Competition Pressure On Young Athletes: A Guide For Parents And Coaches (And The Athletes Themselves)
In crisis? Call or text 988 — Suicide & Crisis Lifeline, free and 24/7.
If you're reading this because your 14-year-old swimmer is throwing up before meets, or your 16-year-old gymnast won't get on the floor, or your 17-year-old tennis player is sleeping 11 hours and still exhausted — this post is for you. It's also for the athlete themselves, if they're old enough to read it (and they are, even if they don't seem to be).

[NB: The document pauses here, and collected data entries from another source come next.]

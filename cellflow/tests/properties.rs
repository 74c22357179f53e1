//! Property tests for the generator, statistics bounds and pass ordering.

use std::collections::HashSet;

use cellflow::dataset::{self, round2, INTERCEPT, NOISE_AMPLITUDE, SLOPE, X_SPAN};
use cellflow::report::{self, SampleSize};
use cellflow::stats::{self, Correlation};
use cellflow::test::points;
use cellflow::{DependencyGraph, FastRandSource};
use proptest::prelude::*;

proptest! {
    #[test]
    fn generated_length_and_x_grid(n in 1usize..400, seed in any::<u64>()) {
        let data = dataset::generate(n, &mut FastRandSource::with_seed(seed)).unwrap();
        prop_assert_eq!(data.len(), n);
        for (i, point) in data.iter().enumerate() {
            prop_assert_eq!(point.x, round2(i as f64 / n as f64 * X_SPAN));
        }
        prop_assert!(data.windows(2).all(|w| w[0].x <= w[1].x));
    }

    #[test]
    fn generated_noise_is_bounded(n in 1usize..200, seed in any::<u64>()) {
        let data = dataset::generate(n, &mut FastRandSource::with_seed(seed)).unwrap();
        for point in &data {
            let line = SLOPE * point.x + INTERCEPT;
            // Rounding x and y moves a point by a few hundredths at most.
            prop_assert!((point.y - line).abs() <= NOISE_AMPLITUDE + 0.02, "{:?}", point);
        }
    }

    #[test]
    fn correlation_stays_in_range(
        pairs in prop::collection::vec((-1e3f64..1e3, -1e3f64..1e3), 1..64)
    ) {
        let summary = stats::summarize(&points(&pairs)).unwrap();
        match summary.correlation {
            Correlation::Defined(r) => prop_assert!((-1.0..=1.0).contains(&r)),
            Correlation::Undefined => {}
        }
        prop_assert!(summary.min_y <= summary.mean_y + 1e-9);
        prop_assert!(summary.mean_y <= summary.max_y + 1e-9);
    }

    #[test]
    fn sample_size_labels_partition_counts(count in 1usize..1000) {
        let summary = stats::summarize(&points(&[(0.0, 1.0), (1.0, 2.0)])).unwrap();
        let report = report::compose(count, &summary);
        let expected = match count {
            0..=49 => SampleSize::Small,
            50..=99 => SampleSize::Medium,
            _ => SampleSize::Large,
        };
        prop_assert_eq!(report.size, expected);
        prop_assert_eq!(report.low_sample_warning, count < 50);
    }

    #[test]
    fn every_pass_recomputes_each_cell_once(values in prop::collection::vec(-100i64..100, 1..20)) {
        let mut graph = DependencyGraph::new();
        graph.register_input("a", 0i64).unwrap();
        graph.register_cell("b", &["a"], |inputs| Ok(inputs.load::<i64>("a")? + 1)).unwrap();
        graph.register_cell("c", &["a"], |inputs| Ok(inputs.load::<i64>("a")? * 2)).unwrap();
        graph
            .register_cell("d", &["b", "c"], |inputs| {
                Ok(inputs.load::<i64>("b")? + inputs.load::<i64>("c")?)
            })
            .unwrap();
        graph.evaluate_all().unwrap();

        for value in values {
            let report = graph.set_value("a", &value).unwrap();
            let unique: HashSet<&String> = report.recomputed.iter().collect();
            prop_assert_eq!(unique.len(), report.recomputed.len());
            prop_assert_eq!(&report.recomputed, &["a", "b", "c", "d"]);
            prop_assert_eq!(graph.get_value::<i64>("d").unwrap(), value + 1 + value * 2);
        }
    }
}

A primary care physician recently described a patient to one of our team: 18-year-old competitive swimmer, exhausted under the pressure of college recruitment and championship season, with no real outlet for the mental load. Her recommendation was "sport psychologist." The waitlist was 4 months. This is the gap most families fall into — the kid is clearly struggling, the right specialist is out of reach, and the well-meaning advice from coaches and parents often makes the problem worse.
This is what's actually happening in young athletes under competition pressure, why the standard advice ("you got this," "just have fun," "we're so proud of you") often fails, and what helps when professional support is unavailable or delayed.
(For the broader picture on athlete mental health, see Athlete mental health: an honest take. For the mechanics of in-the-moment choking, see Performance anxiety in sports.)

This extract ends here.